• [Assignment] Give back an exact copy of the lines in the records below, from the line that has "# Size-bounded ZIP" through the line that has "# Supply images for rows without a link", and nothing besides.

#### Data provided

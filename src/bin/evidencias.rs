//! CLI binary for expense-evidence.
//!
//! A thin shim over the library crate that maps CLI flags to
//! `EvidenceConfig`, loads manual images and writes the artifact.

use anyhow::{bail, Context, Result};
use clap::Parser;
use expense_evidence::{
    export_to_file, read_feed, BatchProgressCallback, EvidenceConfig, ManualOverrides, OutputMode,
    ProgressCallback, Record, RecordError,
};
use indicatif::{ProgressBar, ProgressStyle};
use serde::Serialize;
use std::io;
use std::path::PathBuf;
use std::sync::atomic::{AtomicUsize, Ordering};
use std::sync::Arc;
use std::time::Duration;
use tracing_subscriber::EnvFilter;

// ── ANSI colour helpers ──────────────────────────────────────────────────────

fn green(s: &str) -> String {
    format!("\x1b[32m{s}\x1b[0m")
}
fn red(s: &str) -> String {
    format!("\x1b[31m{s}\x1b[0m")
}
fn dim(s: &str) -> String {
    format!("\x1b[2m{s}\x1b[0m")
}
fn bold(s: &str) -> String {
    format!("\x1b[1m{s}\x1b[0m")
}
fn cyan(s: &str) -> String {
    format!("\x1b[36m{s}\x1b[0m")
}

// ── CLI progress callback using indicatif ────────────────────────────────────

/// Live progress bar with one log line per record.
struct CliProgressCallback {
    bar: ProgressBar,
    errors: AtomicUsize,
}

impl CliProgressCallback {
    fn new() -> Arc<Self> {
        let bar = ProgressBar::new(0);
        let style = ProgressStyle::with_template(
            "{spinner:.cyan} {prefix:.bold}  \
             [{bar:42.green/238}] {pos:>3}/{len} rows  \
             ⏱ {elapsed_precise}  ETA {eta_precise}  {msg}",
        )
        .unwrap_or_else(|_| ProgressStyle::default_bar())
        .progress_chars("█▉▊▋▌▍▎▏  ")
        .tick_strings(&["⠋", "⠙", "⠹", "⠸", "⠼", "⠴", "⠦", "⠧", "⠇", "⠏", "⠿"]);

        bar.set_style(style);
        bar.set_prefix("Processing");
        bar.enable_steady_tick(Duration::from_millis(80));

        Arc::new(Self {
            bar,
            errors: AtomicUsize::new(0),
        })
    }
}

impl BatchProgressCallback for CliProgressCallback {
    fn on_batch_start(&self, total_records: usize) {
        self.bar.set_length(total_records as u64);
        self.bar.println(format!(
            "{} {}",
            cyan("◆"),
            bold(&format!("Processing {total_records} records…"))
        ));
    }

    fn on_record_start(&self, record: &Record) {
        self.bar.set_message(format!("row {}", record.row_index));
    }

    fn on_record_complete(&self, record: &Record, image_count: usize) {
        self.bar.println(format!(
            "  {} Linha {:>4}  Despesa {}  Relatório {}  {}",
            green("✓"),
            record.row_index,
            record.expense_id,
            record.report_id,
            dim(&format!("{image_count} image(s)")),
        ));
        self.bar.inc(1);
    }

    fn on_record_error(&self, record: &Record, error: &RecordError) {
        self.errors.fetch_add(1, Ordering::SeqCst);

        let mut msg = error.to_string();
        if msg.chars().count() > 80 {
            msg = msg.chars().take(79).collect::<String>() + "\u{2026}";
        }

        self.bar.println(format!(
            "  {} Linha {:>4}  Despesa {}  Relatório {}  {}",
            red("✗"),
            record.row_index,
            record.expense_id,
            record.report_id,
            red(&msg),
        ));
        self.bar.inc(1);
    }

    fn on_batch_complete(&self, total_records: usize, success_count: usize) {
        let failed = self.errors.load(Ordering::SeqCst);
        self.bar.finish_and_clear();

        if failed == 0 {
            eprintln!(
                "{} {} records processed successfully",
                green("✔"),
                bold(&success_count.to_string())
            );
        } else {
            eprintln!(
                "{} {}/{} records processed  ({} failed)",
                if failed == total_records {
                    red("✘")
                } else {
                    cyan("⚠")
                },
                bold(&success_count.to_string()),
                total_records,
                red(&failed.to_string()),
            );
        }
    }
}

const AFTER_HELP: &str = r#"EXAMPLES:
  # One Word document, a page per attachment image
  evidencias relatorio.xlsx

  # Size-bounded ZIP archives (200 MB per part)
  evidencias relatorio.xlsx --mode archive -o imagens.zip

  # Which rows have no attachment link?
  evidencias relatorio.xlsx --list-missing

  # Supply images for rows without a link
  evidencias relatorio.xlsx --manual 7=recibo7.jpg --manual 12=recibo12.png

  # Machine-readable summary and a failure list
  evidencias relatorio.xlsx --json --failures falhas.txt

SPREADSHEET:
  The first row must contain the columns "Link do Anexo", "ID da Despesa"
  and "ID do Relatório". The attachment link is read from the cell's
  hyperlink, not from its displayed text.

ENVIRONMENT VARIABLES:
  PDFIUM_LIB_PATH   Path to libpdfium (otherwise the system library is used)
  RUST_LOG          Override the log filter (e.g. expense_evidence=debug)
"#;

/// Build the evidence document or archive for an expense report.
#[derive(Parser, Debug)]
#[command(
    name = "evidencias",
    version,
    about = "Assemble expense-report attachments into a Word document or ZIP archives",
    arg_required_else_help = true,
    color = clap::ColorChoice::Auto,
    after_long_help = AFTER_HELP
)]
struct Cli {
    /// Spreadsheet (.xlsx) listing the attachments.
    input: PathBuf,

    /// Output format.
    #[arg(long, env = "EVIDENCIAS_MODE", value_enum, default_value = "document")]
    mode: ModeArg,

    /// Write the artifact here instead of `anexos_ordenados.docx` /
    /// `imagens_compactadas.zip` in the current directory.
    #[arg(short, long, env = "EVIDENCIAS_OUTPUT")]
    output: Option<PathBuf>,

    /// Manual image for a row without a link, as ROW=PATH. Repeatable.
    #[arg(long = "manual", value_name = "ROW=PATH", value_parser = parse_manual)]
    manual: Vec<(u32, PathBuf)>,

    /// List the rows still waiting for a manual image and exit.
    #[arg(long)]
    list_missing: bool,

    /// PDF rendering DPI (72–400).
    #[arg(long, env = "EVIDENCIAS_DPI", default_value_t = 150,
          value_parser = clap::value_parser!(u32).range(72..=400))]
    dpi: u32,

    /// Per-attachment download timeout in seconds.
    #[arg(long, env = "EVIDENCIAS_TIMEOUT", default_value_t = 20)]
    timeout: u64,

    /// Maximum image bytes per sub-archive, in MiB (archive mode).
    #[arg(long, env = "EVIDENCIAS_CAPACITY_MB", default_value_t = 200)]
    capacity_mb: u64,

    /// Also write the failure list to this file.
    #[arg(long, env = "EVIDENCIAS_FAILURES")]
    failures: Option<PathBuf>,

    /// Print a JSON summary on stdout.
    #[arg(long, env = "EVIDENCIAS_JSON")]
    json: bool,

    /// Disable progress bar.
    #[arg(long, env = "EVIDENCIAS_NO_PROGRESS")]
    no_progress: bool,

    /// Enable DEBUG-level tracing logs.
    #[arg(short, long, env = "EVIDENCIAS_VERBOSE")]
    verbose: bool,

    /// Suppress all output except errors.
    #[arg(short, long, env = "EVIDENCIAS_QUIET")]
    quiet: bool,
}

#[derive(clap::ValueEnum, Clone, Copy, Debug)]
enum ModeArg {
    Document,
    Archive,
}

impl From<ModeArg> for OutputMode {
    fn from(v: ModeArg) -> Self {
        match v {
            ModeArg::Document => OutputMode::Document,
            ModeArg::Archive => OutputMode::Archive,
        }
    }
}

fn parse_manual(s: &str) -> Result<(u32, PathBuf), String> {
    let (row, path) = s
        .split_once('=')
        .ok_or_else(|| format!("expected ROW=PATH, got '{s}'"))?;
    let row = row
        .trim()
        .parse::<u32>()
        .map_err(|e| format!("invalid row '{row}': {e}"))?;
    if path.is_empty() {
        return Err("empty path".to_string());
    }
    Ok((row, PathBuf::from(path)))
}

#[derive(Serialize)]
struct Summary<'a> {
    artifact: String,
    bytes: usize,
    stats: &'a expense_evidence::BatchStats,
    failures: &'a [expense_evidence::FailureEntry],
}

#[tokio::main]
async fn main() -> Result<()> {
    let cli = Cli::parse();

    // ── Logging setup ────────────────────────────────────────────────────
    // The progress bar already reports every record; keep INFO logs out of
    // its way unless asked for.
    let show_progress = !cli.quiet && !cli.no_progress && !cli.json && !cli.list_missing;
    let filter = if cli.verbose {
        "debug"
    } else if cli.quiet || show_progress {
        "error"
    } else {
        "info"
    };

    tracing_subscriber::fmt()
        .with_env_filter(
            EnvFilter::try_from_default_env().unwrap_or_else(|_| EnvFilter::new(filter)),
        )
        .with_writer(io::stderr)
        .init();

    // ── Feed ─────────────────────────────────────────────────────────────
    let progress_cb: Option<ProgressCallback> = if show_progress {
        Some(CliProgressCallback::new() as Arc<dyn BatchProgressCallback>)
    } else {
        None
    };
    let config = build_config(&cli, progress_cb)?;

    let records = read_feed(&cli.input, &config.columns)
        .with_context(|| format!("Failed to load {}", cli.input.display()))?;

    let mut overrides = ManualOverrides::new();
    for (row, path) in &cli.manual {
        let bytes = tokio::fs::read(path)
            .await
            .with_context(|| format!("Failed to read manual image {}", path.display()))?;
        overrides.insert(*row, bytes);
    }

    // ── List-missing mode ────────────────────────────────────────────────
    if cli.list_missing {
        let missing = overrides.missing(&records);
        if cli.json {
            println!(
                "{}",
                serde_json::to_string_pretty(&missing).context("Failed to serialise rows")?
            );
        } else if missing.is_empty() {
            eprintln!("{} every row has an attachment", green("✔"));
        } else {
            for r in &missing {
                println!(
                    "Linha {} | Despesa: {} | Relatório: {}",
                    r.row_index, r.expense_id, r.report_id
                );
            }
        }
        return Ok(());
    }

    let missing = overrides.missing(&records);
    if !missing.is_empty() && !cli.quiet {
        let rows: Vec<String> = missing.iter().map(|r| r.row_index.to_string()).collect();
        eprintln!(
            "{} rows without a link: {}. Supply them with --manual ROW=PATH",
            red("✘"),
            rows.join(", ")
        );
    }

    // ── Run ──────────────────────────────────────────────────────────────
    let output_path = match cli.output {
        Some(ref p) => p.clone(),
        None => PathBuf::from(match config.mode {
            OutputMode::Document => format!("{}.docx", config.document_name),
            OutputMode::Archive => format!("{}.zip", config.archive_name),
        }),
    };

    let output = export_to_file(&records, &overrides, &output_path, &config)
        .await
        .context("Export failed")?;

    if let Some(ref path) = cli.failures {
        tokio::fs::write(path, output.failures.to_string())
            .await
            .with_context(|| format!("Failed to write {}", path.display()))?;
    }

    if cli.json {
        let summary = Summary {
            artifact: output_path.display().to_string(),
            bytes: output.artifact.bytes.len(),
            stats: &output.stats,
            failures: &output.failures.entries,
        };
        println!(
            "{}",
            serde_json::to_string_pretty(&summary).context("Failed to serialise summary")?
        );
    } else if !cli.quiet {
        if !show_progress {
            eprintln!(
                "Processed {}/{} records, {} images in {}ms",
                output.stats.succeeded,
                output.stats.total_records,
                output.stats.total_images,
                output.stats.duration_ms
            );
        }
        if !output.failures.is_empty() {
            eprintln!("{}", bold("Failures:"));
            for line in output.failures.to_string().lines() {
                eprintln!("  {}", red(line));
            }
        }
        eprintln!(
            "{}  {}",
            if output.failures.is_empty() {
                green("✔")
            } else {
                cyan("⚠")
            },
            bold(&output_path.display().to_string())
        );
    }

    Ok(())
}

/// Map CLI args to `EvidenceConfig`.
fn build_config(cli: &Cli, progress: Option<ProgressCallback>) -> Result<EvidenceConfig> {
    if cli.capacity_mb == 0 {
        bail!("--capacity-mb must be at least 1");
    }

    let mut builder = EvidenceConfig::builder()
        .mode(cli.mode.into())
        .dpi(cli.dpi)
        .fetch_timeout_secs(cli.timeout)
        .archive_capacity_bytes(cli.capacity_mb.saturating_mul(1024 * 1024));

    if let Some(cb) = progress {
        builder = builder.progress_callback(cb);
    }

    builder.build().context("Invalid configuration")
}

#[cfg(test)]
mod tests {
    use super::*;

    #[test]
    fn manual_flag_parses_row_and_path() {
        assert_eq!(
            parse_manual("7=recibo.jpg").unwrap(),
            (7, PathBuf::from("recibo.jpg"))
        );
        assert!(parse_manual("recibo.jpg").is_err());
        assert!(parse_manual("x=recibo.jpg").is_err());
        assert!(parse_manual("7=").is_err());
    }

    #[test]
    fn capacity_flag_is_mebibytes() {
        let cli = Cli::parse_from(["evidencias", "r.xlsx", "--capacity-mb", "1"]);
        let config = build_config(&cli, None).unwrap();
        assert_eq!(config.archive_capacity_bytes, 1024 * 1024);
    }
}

########

• [Response below]
  # Size-bounded ZIP archives (200 MB per part)
  evidencias relatorio.xlsx --mode archive -o imagens.zip

  # Which rows have no attachment link?
  evidencias relatorio.xlsx --list-missing

  # Supply images for rows without a link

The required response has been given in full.